Publication year - 1995
Publication title -
hepatology
Language(s) - English
Resource type - Journals
SCImago Journal Rank - 5.488
H-Index - 361
eISSN - 1527-3350
pISSN - 0270-9139
DOI - 10.1002/hep.1840210120
Subject(s) - primary biliary cirrhosis , cytotoxic t cell , granzyme b , immunology , autoimmune hepatitis , cytokine , biology , ctl* , perforin , hepatitis , immune system , t cell , cd8 , biochemistry , in vitro
Abstract Primary biliary cirrhosis (PBC) is an autoimmune disease of the liver with unknown etiology. Autoreactive T lymphocytes that infiltrate the liver may play a major role in the bile duct damage that accompanies the disease. We hypothesized that cytokines produced by T lymphocytes and other cells are central to the disease process. Therefore, we used reverse transcription‐polymerase chain reaction (PCR) and Southern hybridization to identify cytokine message directly from liver tissue of 11 patients with PBC and 5 patients with autoimmune hepatitis (AI‐CAH). Messenger RNA (mRNA) for interleukin (IL)‐2, IL‐5, IL‐6, interferon gamma (IFN‐γ), and transforming growth factor beta (TGF‐β) were detected in the majority of the specimens from patients with PBC. The presence of IL‐5 was associated with PBC ( P <.001, PBC vs.
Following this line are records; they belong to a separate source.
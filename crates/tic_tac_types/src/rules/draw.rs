//! Draw detection logic for tic-tac-toe.

use super::win::has_winner;
use crate::board::Board;

/// Checks if the board is full (all cells occupied).
pub fn is_full(board: &Board) -> bool {
    board.is_full()
}

/// A full board with no winning line.
pub fn is_draw(board: &Board) -> bool {
    is_full(board) && !has_winner(board)
}
//! Error types for board construction and text parsing.
//!
//! Move legality has no error type: a move that cannot be played is
//! simply absent from a game's legal-move map.

use crate::types::Position;

/// A board could not be assembled from the given cells.
#[derive(Debug, Clone, Copy, PartialEq, Eq, derive_more::Display)]
pub enum BoardError {
    /// The board did not contain exactly nine cells.
    #[display("Board must have 9 cells, got {}", _0)]
    WrongCellCount(usize),

    /// The same position appeared more than once.
    #[display("Position {} appears more than once", _0)]
    DuplicatePosition(Position),

    /// A position had no cell.
    #[display("Position {} is missing", _0)]
    MissingPosition(Position),
}

impl std::error::Error for BoardError {}

/// Text could not be parsed into a game value.
#[derive(Debug, Clone, PartialEq, Eq, derive_more::Display)]
pub enum ParseError {
    /// Not `X` or `O`.
    #[display("Unknown player {:?} (expected X or O)", _0)]
    Player(String),

    /// Not `X`, `O` or an empty marker.
    #[display("Unknown mark {:?} (expected X, O, _ or .)", _0)]
    Mark(String),

    /// Not a `row-column` label or an index 0-8.
    #[display("Unknown position {:?} (expected e.g. top-left or 0-8)", _0)]
    Position(String),
}

impl std::error::Error for ParseError {}
//! Core domain types for tic-tac-toe.
//!
//! Every value here is `Copy` and compared by value. There is no way to
//! name a square outside the 3x3 grid or a symbol other than X or O.

use crate::error::ParseError;
use serde::{Deserialize, Serialize};
use std::str::FromStr;

/// Player in the game.
#[derive(
    Debug,
    Clone,
    Copy,
    PartialEq,
    Eq,
    PartialOrd,
    Ord,
    Hash,
    Serialize,
    Deserialize,
    strum::Display,
    strum::EnumIter,
)]
pub enum Player {
    /// Player X.
    X,
    /// Player O.
    O,
}

impl Player {
    /// Returns the opponent player.
    pub fn opponent(self) -> Self {
        match self {
            Player::X => Player::O,
            Player::O => Player::X,
        }
    }
}

impl FromStr for Player {
    type Err = ParseError;

    fn from_str(s: &str) -> Result<Self, Self::Err> {
        match s.trim() {
            "x" | "X" => Ok(Player::X),
            "o" | "O" => Ok(Player::O),
            other => Err(ParseError::Player(other.to_string())),
        }
    }
}

/// The content of one cell.
#[derive(Debug, Clone, Copy, PartialEq, Eq, Hash, Default, Serialize, Deserialize)]
pub enum Mark {
    /// Nobody has played here.
    #[default]
    Empty,
    /// Cell occupied by a player.
    Occupied(Player),
}

impl Mark {
    /// Returns true if nobody has played here.
    pub fn is_empty(self) -> bool {
        matches!(self, Mark::Empty)
    }

    /// Returns the occupying player, if any.
    pub fn player(self) -> Option<Player> {
        match self {
            Mark::Empty => None,
            Mark::Occupied(player) => Some(player),
        }
    }
}

impl From<Player> for Mark {
    fn from(player: Player) -> Self {
        Mark::Occupied(player)
    }
}

impl std::fmt::Display for Mark {
    fn fmt(&self, f: &mut std::fmt::Formatter<'_>) -> std::fmt::Result {
        match self {
            Mark::Empty => write!(f, " "),
            Mark::Occupied(player) => write!(f, "{}", player),
        }
    }
}

impl FromStr for Mark {
    type Err = ParseError;

    /// Parses `X`/`O`, or `_`, `.` and blank for an empty cell.
    fn from_str(s: &str) -> Result<Self, Self::Err> {
        match s.trim() {
            "" | "_" | "." => Ok(Mark::Empty),
            other => other
                .parse::<Player>()
                .map(Mark::Occupied)
                .map_err(|_| ParseError::Mark(s.to_string())),
        }
    }
}

/// Board row, top to bottom.
#[derive(
    Debug,
    Clone,
    Copy,
    PartialEq,
    Eq,
    PartialOrd,
    Ord,
    Hash,
    Serialize,
    Deserialize,
    strum::Display,
    strum::EnumString,
    strum::EnumIter,
)]
#[serde(rename_all = "kebab-case")]
#[strum(serialize_all = "kebab-case", ascii_case_insensitive)]
pub enum Row {
    /// First row.
    Top,
    /// Second row.
    Middle,
    /// Third row.
    Bottom,
}

/// Board column, left to right.
#[derive(
    Debug,
    Clone,
    Copy,
    PartialEq,
    Eq,
    PartialOrd,
    Ord,
    Hash,
    Serialize,
    Deserialize,
    strum::Display,
    strum::EnumString,
    strum::EnumIter,
)]
#[serde(rename_all = "kebab-case")]
#[strum(serialize_all = "kebab-case", ascii_case_insensitive)]
pub enum Column {
    /// First column.
    Left,
    /// Second column.
    Middle,
    /// Third column.
    Right,
}

/// One of the nine board coordinates.
///
/// Ordering is row-major, so sorting positions yields the canonical
/// board order.
#[derive(Debug, Clone, Copy, PartialEq, Eq, PartialOrd, Ord, Hash, Serialize, Deserialize)]
pub struct Position {
    row: Row,
    column: Column,
}

impl Position {
    /// All 9 positions in canonical row-major order.
    pub const ALL: [Position; 9] = [
        Position::new(Row::Top, Column::Left),
        Position::new(Row::Top, Column::Middle),
        Position::new(Row::Top, Column::Right),
        Position::new(Row::Middle, Column::Left),
        Position::new(Row::Middle, Column::Middle),
        Position::new(Row::Middle, Column::Right),
        Position::new(Row::Bottom, Column::Left),
        Position::new(Row::Bottom, Column::Middle),
        Position::new(Row::Bottom, Column::Right),
    ];

    /// Creates a position from its row and column.
    pub const fn new(row: Row, column: Column) -> Self {
        Self { row, column }
    }

    /// Returns the row.
    pub fn row(self) -> Row {
        self.row
    }

    /// Returns the column.
    pub fn column(self) -> Column {
        self.column
    }

    /// Converts the position to its row-major board index (0-8).
    pub fn index(self) -> usize {
        self.row as usize * 3 + self.column as usize
    }

    /// Creates a position from a row-major board index.
    pub fn from_index(index: usize) -> Option<Self> {
        Self::ALL.get(index).copied()
    }
}

impl std::fmt::Display for Position {
    fn fmt(&self, f: &mut std::fmt::Formatter<'_>) -> std::fmt::Result {
        write!(f, "{}-{}", self.row, self.column)
    }
}

impl FromStr for Position {
    type Err = ParseError;

    /// Parses a `row-column` label such as `top-left`, or an index 0-8.
    fn from_str(s: &str) -> Result<Self, Self::Err> {
        let trimmed = s.trim();
        let err = || ParseError::Position(s.to_string());

        if let Ok(index) = trimmed.parse::<usize>() {
            return Self::from_index(index).ok_or_else(err);
        }

        let normalized = trimmed.replace(['_', ' '], "-");
        let (row, column) = normalized.split_once('-').ok_or_else(err)?;
        let row = row.parse::<Row>().map_err(|_| err())?;
        let column = column.parse::<Column>().map_err(|_| err())?;
        Ok(Self::new(row, column))
    }
}

/// A position paired with its current mark.
#[derive(Debug, Clone, Copy, PartialEq, Eq, Hash, Serialize, Deserialize)]
pub struct Cell {
    position: Position,
    mark: Mark,
}

impl Cell {
    /// Creates a cell.
    pub fn new(position: Position, mark: Mark) -> Self {
        Self { position, mark }
    }

    /// Returns the cell's position.
    pub fn position(self) -> Position {
        self.position
    }

    /// Returns the cell's mark.
    pub fn mark(self) -> Mark {
        self.mark
    }

    /// Returns true if nobody has played here.
    pub fn is_empty(self) -> bool {
        self.mark.is_empty()
    }
}

#[cfg(test)]
mod tests {
    use super::*;
    use strum::IntoEnumIterator;

    #[test]
    fn test_opponent_is_involution() {
        for player in Player::iter() {
            assert_ne!(player.opponent(), player);
            assert_eq!(player.opponent().opponent(), player);
        }
    }

    #[test]
    fn test_mark_display() {
        assert_eq!(Mark::Empty.to_string(), " ");
        assert_eq!(Mark::Occupied(Player::X).to_string(), "X");
        assert_eq!(Mark::Occupied(Player::O).to_string(), "O");
    }

    #[test]
    fn test_mark_parse() {
        assert_eq!("x".parse::<Mark>(), Ok(Mark::Occupied(Player::X)));
        assert_eq!("_".parse::<Mark>(), Ok(Mark::Empty));
        assert_eq!(".".parse::<Mark>(), Ok(Mark::Empty));
        assert!(matches!("Z".parse::<Mark>(), Err(ParseError::Mark(_))));
    }

    #[test]
    fn test_position_index_round_trip() {
        for (i, pos) in Position::ALL.iter().enumerate() {
            assert_eq!(pos.index(), i);
            assert_eq!(Position::from_index(i), Some(*pos));
        }
        assert_eq!(Position::from_index(9), None);
    }

    #[test]
    fn test_all_positions_are_distinct_and_sorted() {
        let mut sorted = Position::ALL;
        sorted.sort();
        assert_eq!(sorted, Position::ALL);
        sorted.windows(2).for_each(|w| assert_ne!(w[0], w[1]));
    }

    #[test]
    fn test_position_parse_labels() {
        assert_eq!(
            "top-left".parse::<Position>(),
            Ok(Position::new(Row::Top, Column::Left))
        );
        assert_eq!(
            "Bottom_Right".parse::<Position>(),
            Ok(Position::new(Row::Bottom, Column::Right))
        );
        assert_eq!(
            "middle middle".parse::<Position>(),
            Ok(Position::new(Row::Middle, Column::Middle))
        );
        assert_eq!(
            "4".parse::<Position>(),
            Ok(Position::new(Row::Middle, Column::Middle))
        );
    }

    #[test]
    fn test_position_parse_rejects_garbage() {
        assert!("9".parse::<Position>().is_err());
        assert!("center".parse::<Position>().is_err());
        assert!("left-top".parse::<Position>().is_err());
    }

    #[test]
    fn test_position_display_parses_back() {
        for pos in Position::ALL {
            assert_eq!(pos.to_string().parse::<Position>(), Ok(pos));
        }
    }
}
AI‐CAH). Because IL‐5 is a potent eosinophil differentiation factor, we looked for evidence of activated eosinophils within the infiltrate. We observed the deposition of the primary cytotoxic granule protein of eosinophils, major basic protein (MBP), within the portal region of livers from patients with PBC. Moreover, we detected message for a cytotoxic T‐lymphocyte (CTL) granzyme in 87.5% of these livers indicating that mature CTL are present. Thus, we present evidence for two effector pathways that may contribute to the tissue damage observed in PBC and have identified massage for cytokines that may regulate these pathways. (Hepatology 1995;21:113–119).